Source data Start Marker

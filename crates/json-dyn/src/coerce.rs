//! Typed accessors.
//!
//! Every target type has three forms:
//! - optional (`as_*`): `Some` only when the case matches,
//! - defaulted (`*_value`, `*_or`): best-effort coercion, never fails,
//! - strict (`try_*`): the same coercion, `TypeMismatch` instead of a default.
//!
//! Coercion matrix used by the defaulted and strict forms:
//!
//! | target | String | Number | Bool |
//! |--------|--------|--------|------|
//! | string | itself | decimal text | `"true"`/`"false"` |
//! | i64/u64 | integer parse, else float parse truncated | integer part | 1/0 |
//! | f64 | float parse | float value | 1.0/0.0 |
//! | bool | `true/yes/1`, `false/no/0` (any case) | nonzero | itself |
//!
//! Null, arrays, objects and `Invalid` coerce to nothing. Arrays and objects
//! only match themselves.

use std::borrow::Cow;

use crate::error::JsonError;
use crate::navigate::Cursor;
use crate::value::{Map, Value};

fn coerce_string(value: &Value) -> Option<Cow<'_, str>> {
    match value {
        Value::String(s) => Some(Cow::Borrowed(s.as_str())),
        Value::Number(n) => Some(Cow::Owned(n.to_string())),
        Value::Bool(b) => Some(Cow::Borrowed(if *b { "true" } else { "false" })),
        Value::Null | Value::Array(_) | Value::Object(_) | Value::Invalid(_) => None,
    }
}

fn parse_float(text: &str) -> Option<f64> {
    text.trim().parse::<f64>().ok().filter(|f| f.is_finite())
}

fn coerce_i64(value: &Value) -> Option<i64> {
    match value {
        Value::Number(n) => Some(n.to_i64_saturating()),
        Value::String(s) => s
            .trim()
            .parse::<i64>()
            .ok()
            .or_else(|| parse_float(s).map(|f| f as i64)),
        Value::Bool(b) => Some(i64::from(*b)),
        Value::Null | Value::Array(_) | Value::Object(_) | Value::Invalid(_) => None,
    }
}

fn coerce_u64(value: &Value) -> Option<u64> {
    match value {
        Value::Number(n) => n.to_u64_saturating(),
        Value::String(s) => s.trim().parse::<u64>().ok().or_else(|| {
            parse_float(s)
                .filter(|f| *f > -1.0)
                .map(|f| f as u64)
        }),
        Value::Bool(b) => Some(u64::from(*b)),
        Value::Null | Value::Array(_) | Value::Object(_) | Value::Invalid(_) => None,
    }
}

fn coerce_f64(value: &Value) -> Option<f64> {
    match value {
        Value::Number(n) => Some(n.as_f64()),
        Value::String(s) => parse_float(s),
        Value::Bool(b) => Some(if *b { 1.0 } else { 0.0 }),
        Value::Null | Value::Array(_) | Value::Object(_) | Value::Invalid(_) => None,
    }
}

fn coerce_bool(value: &Value) -> Option<bool> {
    match value {
        Value::Bool(b) => Some(*b),
        Value::Number(n) => Some(!n.is_zero()),
        Value::String(s) => {
            let s = s.trim();
            if ["true", "yes", "1"].iter().any(|t| s.eq_ignore_ascii_case(t)) {
                Some(true)
            } else if ["false", "no", "0"].iter().any(|t| s.eq_ignore_ascii_case(t)) {
                Some(false)
            } else {
                None
            }
        }
        Value::Null | Value::Array(_) | Value::Object(_) | Value::Invalid(_) => None,
    }
}

impl Value {
    fn strict<T>(&self, coerced: Option<T>, expected: &'static str) -> Result<T, JsonError> {
        match (coerced, self) {
            (Some(value), _) => Ok(value),
            (None, Value::Invalid(error)) => Err(error.clone()),
            (None, other) => Err(JsonError::TypeMismatch {
                expected,
                found: other.json_type(),
            }),
        }
    }

    // ── Optional ──────────────────────────────────────────────────────────

    pub fn as_str(&self) -> Option<&str> {
        match self {
            Value::String(s) => Some(s),
            _ => None,
        }
    }

    pub fn as_i64(&self) -> Option<i64> {
        match self {
            Value::Number(n) => n.as_i64(),
            _ => None,
        }
    }

    pub fn as_u64(&self) -> Option<u64> {
        match self {
            Value::Number(n) => n.as_u64(),
            _ => None,
        }
    }

    pub fn as_f64(&self) -> Option<f64> {
        match self {
            Value::Number(n) => Some(n.as_f64()),
            _ => None,
        }
    }

    pub fn as_bool(&self) -> Option<bool> {
        match self {
            Value::Bool(b) => Some(*b),
            _ => None,
        }
    }

    pub fn as_array(&self) -> Option<&Vec<Value>> {
        match self {
            Value::Array(items) => Some(items),
            _ => None,
        }
    }

    pub fn as_array_mut(&mut self) -> Option<&mut Vec<Value>> {
        match self {
            Value::Array(items) => Some(items),
            _ => None,
        }
    }

    pub fn as_object(&self) -> Option<&Map> {
        match self {
            Value::Object(map) => Some(map),
            _ => None,
        }
    }

    pub fn as_object_mut(&mut self) -> Option<&mut Map> {
        match self {
            Value::Object(map) => Some(map),
            _ => None,
        }
    }

    // ── Defaulted ─────────────────────────────────────────────────────────

    pub fn string_value(&self) -> String {
        self.string_or("")
    }

    pub fn string_or(&self, default: &str) -> String {
        coerce_string(self).map_or_else(|| default.to_string(), Cow::into_owned)
    }

    pub fn i64_value(&self) -> i64 {
        self.i64_or(0)
    }

    pub fn i64_or(&self, default: i64) -> i64 {
        coerce_i64(self).unwrap_or(default)
    }

    pub fn u64_value(&self) -> u64 {
        self.u64_or(0)
    }

    pub fn u64_or(&self, default: u64) -> u64 {
        coerce_u64(self).unwrap_or(default)
    }

    pub fn f64_value(&self) -> f64 {
        self.f64_or(0.0)
    }

    pub fn f64_or(&self, default: f64) -> f64 {
        coerce_f64(self).unwrap_or(default)
    }

    pub fn bool_value(&self) -> bool {
        self.bool_or(false)
    }

    pub fn bool_or(&self, default: bool) -> bool {
        coerce_bool(self).unwrap_or(default)
    }

    pub fn array_value(&self) -> &[Value] {
        self.as_array().map_or(&[][..], Vec::as_slice)
    }

    pub fn object_value(&self) -> Cow<'_, Map> {
        self.as_object()
            .map_or_else(|| Cow::Owned(Map::new()), Cow::Borrowed)
    }

    // ── Strict ────────────────────────────────────────────────────────────

    pub fn try_string(&self) -> Result<String, JsonError> {
        self.strict(coerce_string(self), "string").map(Cow::into_owned)
    }

    pub fn try_i64(&self) -> Result<i64, JsonError> {
        self.strict(coerce_i64(self), "i64")
    }

    pub fn try_u64(&self) -> Result<u64, JsonError> {
        self.strict(coerce_u64(self), "u64")
    }

    pub fn try_f64(&self) -> Result<f64, JsonError> {
        self.strict(coerce_f64(self), "f64")
    }

    pub fn try_bool(&self) -> Result<bool, JsonError> {
        self.strict(coerce_bool(self), "bool")
    }

    pub fn try_array(&self) -> Result<&[Value], JsonError> {
        self.strict(self.as_array().map(Vec::as_slice), "array")
    }

    pub fn try_object(&self) -> Result<&Map, JsonError> {
        self.strict(self.as_object(), "object")
    }
}

/// The same accessors on a cursor; a failed cursor behaves like `Invalid`.
impl<'a> Cursor<'a> {
    pub fn as_str(&self) -> Option<&'a str> {
        self.get().and_then(Value::as_str)
    }

    pub fn as_i64(&self) -> Option<i64> {
        self.get().and_then(Value::as_i64)
    }

    pub fn as_u64(&self) -> Option<u64> {
        self.get().and_then(Value::as_u64)
    }

    pub fn as_f64(&self) -> Option<f64> {
        self.get().and_then(Value::as_f64)
    }

    pub fn as_bool(&self) -> Option<bool> {
        self.get().and_then(Value::as_bool)
    }

    pub fn as_array(&self) -> Option<&'a Vec<Value>> {
        self.get().and_then(Value::as_array)
    }

    pub fn as_object(&self) -> Option<&'a Map> {
        self.get().and_then(Value::as_object)
    }

    pub fn string_value(&self) -> String {
        self.string_or("")
    }

    pub fn string_or(&self, default: &str) -> String {
        self.get()
            .map_or_else(|| default.to_string(), |value| value.string_or(default))
    }

    pub fn i64_value(&self) -> i64 {
        self.i64_or(0)
    }

    pub fn i64_or(&self, default: i64) -> i64 {
        self.get().map_or(default, |value| value.i64_or(default))
    }

    pub fn u64_value(&self) -> u64 {
        self.u64_or(0)
    }

    pub fn u64_or(&self, default: u64) -> u64 {
        self.get().map_or(default, |value| value.u64_or(default))
    }

    pub fn f64_value(&self) -> f64 {
        self.f64_or(0.0)
    }

    pub fn f64_or(&self, default: f64) -> f64 {
        self.get().map_or(default, |value| value.f64_or(default))
    }

    pub fn bool_value(&self) -> bool {
        self.bool_or(false)
    }

    pub fn bool_or(&self, default: bool) -> bool {
        self.get().map_or(default, |value| value.bool_or(default))
    }

    pub fn array_value(&self) -> &'a [Value] {
        self.get().map_or(&[][..], Value::array_value)
    }

    pub fn object_value(&self) -> Cow<'a, Map> {
        self.get()
            .map_or_else(|| Cow::Owned(Map::new()), Value::object_value)
    }

    pub fn try_string(&self) -> Result<String, JsonError> {
        self.clone().require()?.try_string()
    }

    pub fn try_i64(&self) -> Result<i64, JsonError> {
        self.clone().require()?.try_i64()
    }

    pub fn try_u64(&self) -> Result<u64, JsonError> {
        self.clone().require()?.try_u64()
    }

    pub fn try_f64(&self) -> Result<f64, JsonError> {
        self.clone().require()?.try_f64()
    }

    pub fn try_bool(&self) -> Result<bool, JsonError> {
        self.clone().require()?.try_bool()
    }

    pub fn try_array(&self) -> Result<&'a [Value], JsonError> {
        self.clone().require()?.try_array()
    }

    pub fn try_object(&self) -> Result<&'a Map, JsonError> {
        self.clone().require()?.try_object()
    }
}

Source data End Marker

What is needed: Answer with a single number: the count of lines in the records that contain "true".

Expected answer: 5